What to work on
I'd like an exact copy of every line from the start of the entries below through the line containing "use arbin_disassembler::step;", please.

═════ Input data

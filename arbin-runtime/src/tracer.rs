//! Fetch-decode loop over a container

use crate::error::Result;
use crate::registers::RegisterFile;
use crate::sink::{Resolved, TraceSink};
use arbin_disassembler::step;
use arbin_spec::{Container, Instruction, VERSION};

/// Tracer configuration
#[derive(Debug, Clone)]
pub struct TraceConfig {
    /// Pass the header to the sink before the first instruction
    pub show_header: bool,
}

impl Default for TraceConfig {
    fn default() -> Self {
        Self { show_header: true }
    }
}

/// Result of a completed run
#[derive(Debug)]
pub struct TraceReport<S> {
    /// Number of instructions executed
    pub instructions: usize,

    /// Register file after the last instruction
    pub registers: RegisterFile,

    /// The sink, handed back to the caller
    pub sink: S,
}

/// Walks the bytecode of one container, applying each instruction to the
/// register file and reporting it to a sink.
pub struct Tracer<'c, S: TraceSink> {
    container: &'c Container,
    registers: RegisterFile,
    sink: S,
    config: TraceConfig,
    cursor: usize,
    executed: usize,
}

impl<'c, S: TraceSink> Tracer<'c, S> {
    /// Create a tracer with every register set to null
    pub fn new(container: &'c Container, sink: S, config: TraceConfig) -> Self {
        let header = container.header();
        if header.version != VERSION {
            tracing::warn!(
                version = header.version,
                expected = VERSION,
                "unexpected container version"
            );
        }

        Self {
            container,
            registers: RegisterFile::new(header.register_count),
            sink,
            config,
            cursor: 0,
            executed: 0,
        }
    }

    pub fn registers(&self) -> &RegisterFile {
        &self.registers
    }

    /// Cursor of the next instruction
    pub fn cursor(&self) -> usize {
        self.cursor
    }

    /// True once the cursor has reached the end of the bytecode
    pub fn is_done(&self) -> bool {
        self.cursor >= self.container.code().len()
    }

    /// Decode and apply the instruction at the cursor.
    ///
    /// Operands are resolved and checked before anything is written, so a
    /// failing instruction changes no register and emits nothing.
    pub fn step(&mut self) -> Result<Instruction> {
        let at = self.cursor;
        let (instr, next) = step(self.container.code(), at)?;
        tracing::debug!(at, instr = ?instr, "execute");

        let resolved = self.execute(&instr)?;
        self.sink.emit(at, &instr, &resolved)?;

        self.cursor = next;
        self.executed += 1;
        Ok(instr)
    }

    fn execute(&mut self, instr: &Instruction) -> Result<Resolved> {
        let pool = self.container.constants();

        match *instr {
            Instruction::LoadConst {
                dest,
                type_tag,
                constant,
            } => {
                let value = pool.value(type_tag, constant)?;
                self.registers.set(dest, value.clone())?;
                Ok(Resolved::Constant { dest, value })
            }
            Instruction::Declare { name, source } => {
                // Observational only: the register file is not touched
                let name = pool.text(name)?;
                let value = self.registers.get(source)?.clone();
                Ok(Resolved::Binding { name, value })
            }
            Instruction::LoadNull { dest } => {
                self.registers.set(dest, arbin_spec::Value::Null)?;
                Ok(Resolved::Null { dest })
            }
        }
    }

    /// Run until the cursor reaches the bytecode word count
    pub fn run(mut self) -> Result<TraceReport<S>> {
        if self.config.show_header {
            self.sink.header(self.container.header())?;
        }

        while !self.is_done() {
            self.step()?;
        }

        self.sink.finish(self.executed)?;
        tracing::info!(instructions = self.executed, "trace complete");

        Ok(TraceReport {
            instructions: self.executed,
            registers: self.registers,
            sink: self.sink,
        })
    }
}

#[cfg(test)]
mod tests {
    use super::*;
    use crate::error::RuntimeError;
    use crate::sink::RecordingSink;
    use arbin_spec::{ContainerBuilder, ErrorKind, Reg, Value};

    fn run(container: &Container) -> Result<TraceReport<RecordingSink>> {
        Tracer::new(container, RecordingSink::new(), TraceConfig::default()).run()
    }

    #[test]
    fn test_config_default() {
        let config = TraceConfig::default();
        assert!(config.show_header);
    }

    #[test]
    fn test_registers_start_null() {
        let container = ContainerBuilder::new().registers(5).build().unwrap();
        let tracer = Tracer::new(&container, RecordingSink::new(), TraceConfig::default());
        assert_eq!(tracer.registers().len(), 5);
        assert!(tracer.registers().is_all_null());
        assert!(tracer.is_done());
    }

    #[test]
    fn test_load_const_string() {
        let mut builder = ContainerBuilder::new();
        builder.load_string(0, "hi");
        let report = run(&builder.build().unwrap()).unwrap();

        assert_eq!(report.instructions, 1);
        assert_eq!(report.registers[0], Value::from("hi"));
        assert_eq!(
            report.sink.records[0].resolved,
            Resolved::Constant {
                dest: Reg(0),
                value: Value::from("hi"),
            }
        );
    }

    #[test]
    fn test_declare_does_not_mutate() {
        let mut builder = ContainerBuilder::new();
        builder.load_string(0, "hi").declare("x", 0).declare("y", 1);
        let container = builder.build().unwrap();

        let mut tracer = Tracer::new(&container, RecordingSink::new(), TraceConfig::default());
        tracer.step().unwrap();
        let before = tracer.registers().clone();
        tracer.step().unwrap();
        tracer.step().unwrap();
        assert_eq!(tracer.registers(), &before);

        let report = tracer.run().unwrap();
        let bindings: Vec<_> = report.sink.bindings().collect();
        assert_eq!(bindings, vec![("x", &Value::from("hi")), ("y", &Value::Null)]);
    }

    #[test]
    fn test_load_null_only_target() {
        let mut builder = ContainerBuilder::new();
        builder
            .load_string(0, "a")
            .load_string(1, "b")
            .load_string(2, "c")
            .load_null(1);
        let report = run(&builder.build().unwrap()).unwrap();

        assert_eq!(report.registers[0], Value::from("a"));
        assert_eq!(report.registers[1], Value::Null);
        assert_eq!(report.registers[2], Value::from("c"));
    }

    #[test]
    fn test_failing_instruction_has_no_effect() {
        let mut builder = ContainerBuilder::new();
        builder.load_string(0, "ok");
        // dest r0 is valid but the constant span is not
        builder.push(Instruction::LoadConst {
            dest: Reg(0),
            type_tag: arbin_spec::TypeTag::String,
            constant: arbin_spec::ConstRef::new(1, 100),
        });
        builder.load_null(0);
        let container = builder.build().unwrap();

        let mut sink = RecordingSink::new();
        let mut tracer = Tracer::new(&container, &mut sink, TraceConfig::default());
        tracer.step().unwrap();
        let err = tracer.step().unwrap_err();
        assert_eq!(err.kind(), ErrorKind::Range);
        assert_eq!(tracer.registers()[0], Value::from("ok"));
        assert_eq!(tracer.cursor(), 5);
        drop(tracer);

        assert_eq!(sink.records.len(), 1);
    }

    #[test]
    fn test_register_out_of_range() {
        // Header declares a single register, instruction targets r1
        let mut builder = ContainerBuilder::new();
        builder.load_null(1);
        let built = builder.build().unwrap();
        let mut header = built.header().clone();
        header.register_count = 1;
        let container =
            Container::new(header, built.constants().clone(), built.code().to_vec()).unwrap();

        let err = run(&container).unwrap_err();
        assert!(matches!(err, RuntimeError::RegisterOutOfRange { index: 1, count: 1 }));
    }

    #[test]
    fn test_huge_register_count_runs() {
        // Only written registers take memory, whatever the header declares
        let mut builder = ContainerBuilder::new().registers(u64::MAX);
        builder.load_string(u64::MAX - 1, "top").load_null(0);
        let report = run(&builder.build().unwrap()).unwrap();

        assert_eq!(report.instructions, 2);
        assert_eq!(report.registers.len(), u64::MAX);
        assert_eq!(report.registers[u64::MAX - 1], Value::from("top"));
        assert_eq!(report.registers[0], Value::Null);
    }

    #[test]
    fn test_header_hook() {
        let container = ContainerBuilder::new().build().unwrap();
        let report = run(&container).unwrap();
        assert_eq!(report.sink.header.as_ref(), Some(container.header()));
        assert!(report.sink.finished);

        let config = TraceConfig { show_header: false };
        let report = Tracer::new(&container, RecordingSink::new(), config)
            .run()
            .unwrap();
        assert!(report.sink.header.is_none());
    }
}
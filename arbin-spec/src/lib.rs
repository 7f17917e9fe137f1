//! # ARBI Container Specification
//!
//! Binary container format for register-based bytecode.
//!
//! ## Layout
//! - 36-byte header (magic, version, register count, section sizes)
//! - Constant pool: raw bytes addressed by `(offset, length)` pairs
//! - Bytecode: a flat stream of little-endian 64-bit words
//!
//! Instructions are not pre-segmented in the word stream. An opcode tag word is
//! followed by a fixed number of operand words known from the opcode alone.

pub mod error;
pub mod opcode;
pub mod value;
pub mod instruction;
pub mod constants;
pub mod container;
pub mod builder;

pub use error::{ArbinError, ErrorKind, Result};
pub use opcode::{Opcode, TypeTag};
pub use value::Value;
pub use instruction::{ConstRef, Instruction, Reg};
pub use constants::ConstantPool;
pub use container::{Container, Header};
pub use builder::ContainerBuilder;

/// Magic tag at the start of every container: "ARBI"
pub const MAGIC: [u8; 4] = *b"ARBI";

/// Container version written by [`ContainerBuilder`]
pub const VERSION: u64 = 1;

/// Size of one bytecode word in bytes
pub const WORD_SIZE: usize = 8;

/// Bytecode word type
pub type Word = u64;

══════════

Expected answer
filename arbin-runtime/src/tracer.rs
//! Fetch-decode loop over a container

use crate::error::Result;
use crate::registers::RegisterFile;
use crate::sink::{Resolved, TraceSink};
use arbin_disassembler::step;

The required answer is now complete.